Segment Open

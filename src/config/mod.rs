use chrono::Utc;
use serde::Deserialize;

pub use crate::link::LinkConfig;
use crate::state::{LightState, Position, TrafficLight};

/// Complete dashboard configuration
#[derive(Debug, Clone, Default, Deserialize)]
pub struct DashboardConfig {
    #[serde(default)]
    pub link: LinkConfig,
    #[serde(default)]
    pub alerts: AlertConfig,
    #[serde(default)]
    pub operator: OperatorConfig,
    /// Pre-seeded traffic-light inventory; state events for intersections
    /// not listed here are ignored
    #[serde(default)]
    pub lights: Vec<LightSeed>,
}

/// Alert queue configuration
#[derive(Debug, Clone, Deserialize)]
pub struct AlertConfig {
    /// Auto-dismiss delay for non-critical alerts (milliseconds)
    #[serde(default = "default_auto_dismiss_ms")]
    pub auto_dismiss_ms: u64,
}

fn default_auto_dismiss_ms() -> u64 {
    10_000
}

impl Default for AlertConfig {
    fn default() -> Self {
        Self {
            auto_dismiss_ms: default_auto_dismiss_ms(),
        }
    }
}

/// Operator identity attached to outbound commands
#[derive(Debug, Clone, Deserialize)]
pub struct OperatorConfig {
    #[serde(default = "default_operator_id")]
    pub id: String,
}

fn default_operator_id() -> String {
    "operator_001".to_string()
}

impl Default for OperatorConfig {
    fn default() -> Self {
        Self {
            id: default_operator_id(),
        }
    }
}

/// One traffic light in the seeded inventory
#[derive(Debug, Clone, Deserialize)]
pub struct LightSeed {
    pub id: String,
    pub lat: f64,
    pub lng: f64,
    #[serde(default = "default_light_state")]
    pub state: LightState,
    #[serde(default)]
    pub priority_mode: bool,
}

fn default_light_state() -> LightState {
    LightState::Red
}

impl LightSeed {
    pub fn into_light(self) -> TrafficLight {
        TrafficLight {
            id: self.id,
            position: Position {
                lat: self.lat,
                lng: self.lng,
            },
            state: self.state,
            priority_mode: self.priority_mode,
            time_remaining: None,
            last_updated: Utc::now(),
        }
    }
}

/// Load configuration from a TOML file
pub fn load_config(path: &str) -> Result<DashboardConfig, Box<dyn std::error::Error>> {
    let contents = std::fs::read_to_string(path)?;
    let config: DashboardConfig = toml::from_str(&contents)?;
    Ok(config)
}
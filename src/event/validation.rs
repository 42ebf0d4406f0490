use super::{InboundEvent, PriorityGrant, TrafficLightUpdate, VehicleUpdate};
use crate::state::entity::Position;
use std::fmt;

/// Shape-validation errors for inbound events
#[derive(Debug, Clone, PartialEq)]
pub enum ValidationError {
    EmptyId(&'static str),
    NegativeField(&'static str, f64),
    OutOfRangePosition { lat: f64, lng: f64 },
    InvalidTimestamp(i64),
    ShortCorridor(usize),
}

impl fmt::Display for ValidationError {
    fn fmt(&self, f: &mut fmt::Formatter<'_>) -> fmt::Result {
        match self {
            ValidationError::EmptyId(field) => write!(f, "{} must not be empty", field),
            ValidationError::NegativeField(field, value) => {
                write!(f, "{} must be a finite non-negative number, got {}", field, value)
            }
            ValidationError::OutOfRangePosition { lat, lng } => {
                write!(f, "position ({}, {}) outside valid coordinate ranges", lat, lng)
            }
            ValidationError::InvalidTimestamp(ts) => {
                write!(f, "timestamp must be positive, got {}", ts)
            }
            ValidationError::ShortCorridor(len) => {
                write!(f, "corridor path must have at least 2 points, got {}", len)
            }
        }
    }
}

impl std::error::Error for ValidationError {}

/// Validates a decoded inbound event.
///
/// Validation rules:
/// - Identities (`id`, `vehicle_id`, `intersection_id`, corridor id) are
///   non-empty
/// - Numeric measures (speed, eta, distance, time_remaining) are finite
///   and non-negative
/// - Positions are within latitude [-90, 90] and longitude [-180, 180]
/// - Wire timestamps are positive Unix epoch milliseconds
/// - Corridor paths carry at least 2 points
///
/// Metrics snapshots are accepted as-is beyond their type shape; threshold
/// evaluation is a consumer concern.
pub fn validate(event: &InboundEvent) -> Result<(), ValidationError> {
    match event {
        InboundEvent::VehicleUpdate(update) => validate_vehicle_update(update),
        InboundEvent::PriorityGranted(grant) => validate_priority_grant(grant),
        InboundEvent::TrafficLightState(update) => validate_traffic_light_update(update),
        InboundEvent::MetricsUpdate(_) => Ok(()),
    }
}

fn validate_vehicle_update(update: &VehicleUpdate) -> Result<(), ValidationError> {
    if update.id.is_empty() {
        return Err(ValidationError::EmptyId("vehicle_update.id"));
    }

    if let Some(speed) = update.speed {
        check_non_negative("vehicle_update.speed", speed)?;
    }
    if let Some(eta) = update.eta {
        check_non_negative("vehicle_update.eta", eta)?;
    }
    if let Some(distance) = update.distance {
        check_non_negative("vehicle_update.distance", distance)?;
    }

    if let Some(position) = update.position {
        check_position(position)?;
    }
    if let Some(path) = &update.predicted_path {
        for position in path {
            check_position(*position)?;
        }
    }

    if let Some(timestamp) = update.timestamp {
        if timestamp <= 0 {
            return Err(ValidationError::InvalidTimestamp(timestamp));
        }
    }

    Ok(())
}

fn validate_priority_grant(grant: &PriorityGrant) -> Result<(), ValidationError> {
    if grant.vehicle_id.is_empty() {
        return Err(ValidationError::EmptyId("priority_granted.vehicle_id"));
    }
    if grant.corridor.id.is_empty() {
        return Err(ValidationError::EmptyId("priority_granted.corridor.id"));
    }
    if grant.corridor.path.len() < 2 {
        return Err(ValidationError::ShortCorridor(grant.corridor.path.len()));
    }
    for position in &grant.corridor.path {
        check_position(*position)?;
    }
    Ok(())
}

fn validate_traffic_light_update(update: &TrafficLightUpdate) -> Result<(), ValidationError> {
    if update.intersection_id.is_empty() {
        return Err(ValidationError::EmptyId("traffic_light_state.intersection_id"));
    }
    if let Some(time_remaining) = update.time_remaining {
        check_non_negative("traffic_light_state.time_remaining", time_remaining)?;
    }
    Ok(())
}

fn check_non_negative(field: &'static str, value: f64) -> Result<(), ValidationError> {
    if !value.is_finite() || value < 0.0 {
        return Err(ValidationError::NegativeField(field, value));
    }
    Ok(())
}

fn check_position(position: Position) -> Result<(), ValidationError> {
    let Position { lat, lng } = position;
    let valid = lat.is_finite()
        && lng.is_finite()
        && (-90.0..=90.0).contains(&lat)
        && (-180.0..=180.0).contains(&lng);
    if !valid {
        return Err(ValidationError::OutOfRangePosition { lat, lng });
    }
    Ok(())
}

Segment Closed

**Your goal:** For each line of the data that has the word "struct", report that line.

**Task answer:**
pub struct DashboardConfig {
pub struct AlertConfig {
pub struct OperatorConfig {
pub struct LightSeed {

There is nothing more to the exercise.